Opinion Volume 5 Issue 3
1Triplex Medical Diagnostics, USA
1Triplex Medical Diagnostics, USA
Correspondence: Larry H Bernstein, Triplex Medical Diagnostics, 54 Firethorn Lane Northampton, MA 01060, USA
Received: November 20, 2017 | Published: December 1, 2017
Citation: Bernstein LH. The unwieldy design of electronic medical records. Int Clin Pathol J. 2017;5(3):258. DOI: 10.15406/icpjl.2017.05.00135
It is approaching 40 years since the introduction of a laboratory information management system with then special software for its implementation. There has been enormous progress in the development of the software needed to meet the needs of the large body of data generated by the laboratory, and in likewise, the development of radiology, cardiology, and pharmacy intelligence systems. Moreover, to be effective they all have to be available and readily usable to the attending physicians, nursing and dietary staff. This has led to integrating specially designed data sites with a common electronic medical record that is accessed by the providers of care, and that also protects invasion of the medical record. However, what I have identified is a system or network of systems that has been designed most decidedly for billing purposes, and these are still inadequate at present, despite the enormous costs they incur, and despite the fact that a system may be applied to a hospital and clinic network.

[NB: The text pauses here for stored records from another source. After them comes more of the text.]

//! Per-target check: probe the endpoint and, where it applies, inspect its certificate.

use async_trait::async_trait;
use chrono::{DateTime, Utc};
use serde::Serialize;
use std::net::IpAddr;
use std::sync::Arc;

use crate::db::{EndpointKind, MonitorTarget, TargetStatus};
use crate::probe::{
    CertificateInfo, CertificateInspector, HttpOutcome, HttpProber, NetworkProber, Reachability,
};

pub const TIMEOUT_MESSAGE: &str = "Request timed out";

/// Outcome of one check, in the target's status vocabulary.
#[derive(Debug, Clone, Copy, PartialEq, Eq, Serialize)]
#[serde(rename_all = "snake_case")]
pub enum CheckOutcome {
    Up,
    Down,
    Timeout,
    Error,
}

impl CheckOutcome {
    pub fn is_success(&self) -> bool {
        matches!(self, CheckOutcome::Up)
    }
}

impl From<CheckOutcome> for TargetStatus {
    fn from(outcome: CheckOutcome) -> Self {
        match outcome {
            CheckOutcome::Up => TargetStatus::Up,
            CheckOutcome::Down => TargetStatus::Down,
            CheckOutcome::Timeout => TargetStatus::Timeout,
            CheckOutcome::Error => TargetStatus::Error,
        }
    }
}

/// What certificate inspection produced during a check.
#[derive(Debug, Clone, PartialEq, Serialize)]
#[serde(tag = "result", rename_all = "snake_case")]
pub enum CertificateCheck {
    NotChecked,
    Inspected(CertificateInfo),
    Failed { message: String },
}

/// Result of checking one target.
#[derive(Debug, Clone, PartialEq, Serialize)]
pub struct CheckResult {
    pub target_id: i64,
    pub endpoint: String,
    pub outcome: CheckOutcome,
    pub checked_at: DateTime<Utc>,
    pub response_code: Option<u16>,
    pub response_time_ms: Option<f64>,
    /// Empty on success.
    pub error: String,
    pub certificate: CertificateCheck,
}

impl CheckResult {
    fn new(target: &MonitorTarget, outcome: CheckOutcome, checked_at: DateTime<Utc>) -> Self {
        Self {
            target_id: target.id,
            endpoint: target.endpoint.clone(),
            outcome,
            checked_at,
            response_code: None,
            response_time_ms: None,
            error: String::new(),
            certificate: CertificateCheck::NotChecked,
        }
    }

    /// An `Error` result for a check that could not run to completion.
    pub fn error(target: &MonitorTarget, checked_at: DateTime<Utc>, message: impl Into<String>) -> Self {
        Self {
            error: message.into(),
            ..Self::new(target, CheckOutcome::Error, checked_at)
        }
    }
}

/// Runs the full check for one target.
///
/// Implementations report every failure inside the returned `CheckResult`.
#[async_trait]
pub trait Checker: Send + Sync {
    async fn check(&self, target: &MonitorTarget) -> CheckResult;
}

/// Checker backed by real network probes.
pub struct NetworkChecker {
    http: HttpProber,
    inspector: CertificateInspector,
    network: Arc<dyn NetworkProber>,
}

impl NetworkChecker {
    pub fn new(http: HttpProber, inspector: CertificateInspector, network: Arc<dyn NetworkProber>) -> Self {
        Self {
            http,
            inspector,
            network,
        }
    }

    async fn check_url(&self, target: &MonitorTarget, checked_at: DateTime<Utc>) -> CheckResult {
        match self.http.probe(&target.url(), target.timeout()).await {
            HttpOutcome::Response {
                status_code,
                body_time_ms,
            } => {
                let outcome = if (200..300).contains(&status_code) {
                    CheckOutcome::Up
                } else {
                    CheckOutcome::Down
                };
                let mut result = CheckResult::new(target, outcome, checked_at);
                result.response_code = Some(status_code);
                result.response_time_ms = Some(body_time_ms);
                if outcome == CheckOutcome::Down {
                    result.error = format!("HTTP {}", status_code);
                }
                result
            }
            HttpOutcome::TimedOut => CheckResult {
                error: TIMEOUT_MESSAGE.to_string(),
                ..CheckResult::new(target, CheckOutcome::Timeout, checked_at)
            },
            HttpOutcome::TransportError { message } => CheckResult::error(target, checked_at, message),
        }
    }

    async fn check_device(&self, target: &MonitorTarget, checked_at: DateTime<Utc>) -> CheckResult {
        let address: IpAddr = match target.endpoint.parse() {
            Ok(a) => a,
            Err(_) => {
                return CheckResult::error(
                    target,
                    checked_at,
                    format!("invalid IP address: {}", target.endpoint),
                )
            }
        };

        match self.network.probe_reachability(address, target.timeout()).await {
            Reachability::Reachable { response_time_ms } => CheckResult {
                response_time_ms: Some(response_time_ms),
                ..CheckResult::new(target, CheckOutcome::Up, checked_at)
            },
            Reachability::Unreachable => CheckResult {
                error: "Host unreachable".to_string(),
                ..CheckResult::new(target, CheckOutcome::Down, checked_at)
            },
            Reachability::TimedOut => CheckResult {
                error: TIMEOUT_MESSAGE.to_string(),
                ..CheckResult::new(target, CheckOutcome::Timeout, checked_at)
            },
        }
    }

    async fn check_certificate(&self, target: &MonitorTarget) -> CertificateCheck {
        let Some((host, port)) = target.tls_endpoint() else {
            return CertificateCheck::NotChecked;
        };

        match self.inspector.inspect(&host, port, target.timeout()).await {
            Ok(info) => CertificateCheck::Inspected(info),
            Err(e) => {
                tracing::debug!("Checker: certificate inspection of {}:{} failed: {}", host, port, e);
                CertificateCheck::Failed {
                    message: e.to_string(),
                }
            }
        }
    }
}

#[async_trait]
impl Checker for NetworkChecker {
    async fn check(&self, target: &MonitorTarget) -> CheckResult {
        let checked_at = Utc::now();
        let mut result = match target.endpoint_kind {
            EndpointKind::Url => self.check_url(target, checked_at).await,
            EndpointKind::Ip => self.check_device(target, checked_at).await,
        };

        // Certificate state is independent of the availability outcome.
        result.certificate = self.check_certificate(target).await;
        result
    }
}
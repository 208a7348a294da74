//! Probe module for network monitoring.
//!
//! Supports ICMP ping, TCP connect and HTTP probes, plus TLS certificate
//! inspection. Every probe is bounded by a timeout and reports a typed
//! outcome instead of an error.

mod http;
mod ping;
mod tcp;
mod tls;

pub use http::*;
pub use ping::*;
pub use tcp::*;
pub use tls::*;

use async_trait::async_trait;
use serde::Serialize;
use std::net::IpAddr;
use std::time::Duration;
use thiserror::Error;

/// Probe error types.
#[derive(Error, Debug)]
pub enum ProbeError {
    #[error("probe timed out after {0:?}")]
    Timeout(Duration),
    #[error("network error: {0}")]
    Network(String),
    #[error("invalid configuration: {0}")]
    Config(String),
    #[error("command failed: {0}")]
    Command(String),
}

/// Result of a liveness probe.
#[derive(Debug, Clone, Copy, PartialEq, Serialize)]
#[serde(tag = "state", rename_all = "snake_case")]
pub enum Reachability {
    Reachable { response_time_ms: f64 },
    Unreachable,
    TimedOut,
}

/// Result of a TCP connect probe.
#[derive(Debug, Clone, Copy, PartialEq, Eq, Serialize)]
#[serde(rename_all = "snake_case")]
pub enum PortState {
    Open,
    Closed,
    FilteredOrTimeout,
}

/// Network operations used by discovery and device checks.
#[async_trait]
pub trait NetworkProber: Send + Sync {
    async fn probe_reachability(&self, address: IpAddr, timeout: Duration) -> Reachability;
    async fn probe_tcp_port(&self, address: IpAddr, port: u16, timeout: Duration) -> PortState;
    /// Reverse lookup; `None` when the address has no name.
    async fn resolve_hostname(&self, address: IpAddr) -> Option<String>;
}

/// Prober backed by the host's network stack.
#[derive(Debug, Clone, Copy, Default)]
pub struct SystemProber;

#[async_trait]
impl NetworkProber for SystemProber {
    async fn probe_reachability(&self, address: IpAddr, timeout: Duration) -> Reachability {
        probe_reachability(address, timeout).await
    }

    async fn probe_tcp_port(&self, address: IpAddr, port: u16, timeout: Duration) -> PortState {
        probe_tcp_port(address, port, timeout).await
    }

    async fn resolve_hostname(&self, address: IpAddr) -> Option<String> {
        let name = tokio::task::spawn_blocking(move || dns_lookup::lookup_addr(&address))
            .await
            .ok()?
            .ok()?;

        // Some resolvers hand the address back when there is no PTR record.
        if name.is_empty() || name.parse::<IpAddr>().is_ok() {
            return None;
        }
        Some(name)
    }
}

/// Render an error with its source chain, e.g. "error sending request: connection refused".
pub(crate) fn error_chain(e: &dyn std::error::Error) -> String {
    let mut message = e.to_string();
    let mut source = e.source();
    while let Some(inner) = source {
        let text = inner.to_string();
        if !message.contains(&text) {
            message.push_str(": ");
            message.push_str(&text);
        }
        source = inner.source();
    }
    message
}

#[cfg(test)]
mod tests {
    use super::*;
    use std::fmt;

    #[derive(Debug)]
    struct Outer(Inner);
    #[derive(Debug)]
    struct Inner;

    impl fmt::Display for Outer {
        fn fmt(&self, f: &mut fmt::Formatter<'_>) -> fmt::Result {
            write!(f, "error sending request")
        }
    }
    impl fmt::Display for Inner {
        fn fmt(&self, f: &mut fmt::Formatter<'_>) -> fmt::Result {
            write!(f, "connection refused")
        }
    }
    impl std::error::Error for Outer {
        fn source(&self) -> Option<&(dyn std::error::Error + 'static)> {
            Some(&self.0)
        }
    }
    impl std::error::Error for Inner {}

    #[test]
    fn test_error_chain_includes_sources() {
        assert_eq!(
            error_chain(&Outer(Inner)),
            "error sending request: connection refused"
        );
    }

    #[test]
    fn test_reachability_serializes_tagged() {
        let json = serde_json::to_value(Reachability::Reachable { response_time_ms: 1.5 }).unwrap();
        assert_eq!(json["state"], "reachable");
        assert_eq!(json["response_time_ms"], 1.5);
    }
}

The argument might be made that the information management that contributes to increased cost of care improves the quality of care, which remains to be proved. The potential for better quality surveillance is built in. However, patient care requires adequate human interaction. In order to maintain adequate staffing levels, there is a growing shortage of nurses and their replacement by paramedical staffing. This might be workable if the right balance of staffing to patients is maintained. However, the most serious problem related to staffing and workloads is the excessive time that the provider is required to enter and extract information from the data. All this is not necessary if the computer is designed, integrated, and has computational intelligence. In the cardiology and intensive care components the design might be suitable for the activities involved. But the activities carried out are intensive, so the design must have a quality component that follows the blood gases and other critical measures sufficiently well. There was a time past that there was a separate pulmonology laboratory adjacent to the OR or ICU that handled the blood gases in a time frame that the central laboratory could not meet. The laboratory is actually a group of laboratories that prepare and interpret biopsies, take and prepare blood, analyze the blood for chemistry, hematology, microbiology, blood bank, and perhaps special procedures such as, genomics or proteomics. The construction of the laboratory is such that the reports are maintained in separate frames, as if they were unrelated results. The time has passed for such a representation of data. Furthermore, the analyses that are carried out have contextual meaning. As a result, the technologists who are processing the specimens might well have criteria by which to decide whether the test is significant, technically in error, or indicates the performance of another test. This is more complicated than it seems because any additional testing has to be ordered by a physician. If necessary to meet that criterion, the information system should inform the physician without delay, and the laboratory would also be enabled to set aside a specimen for further analysis.
This also brings to mind the issue of billing and of correct diagnosis. Of course there are billing codes. The information system should have the computational ability to determine the probability for the selected diagnoses, and the related billing code. Only if we proceed forward in a more clinically expressed manner will we resolve a crisis in the making.
None.
The author declares no conflict of interest.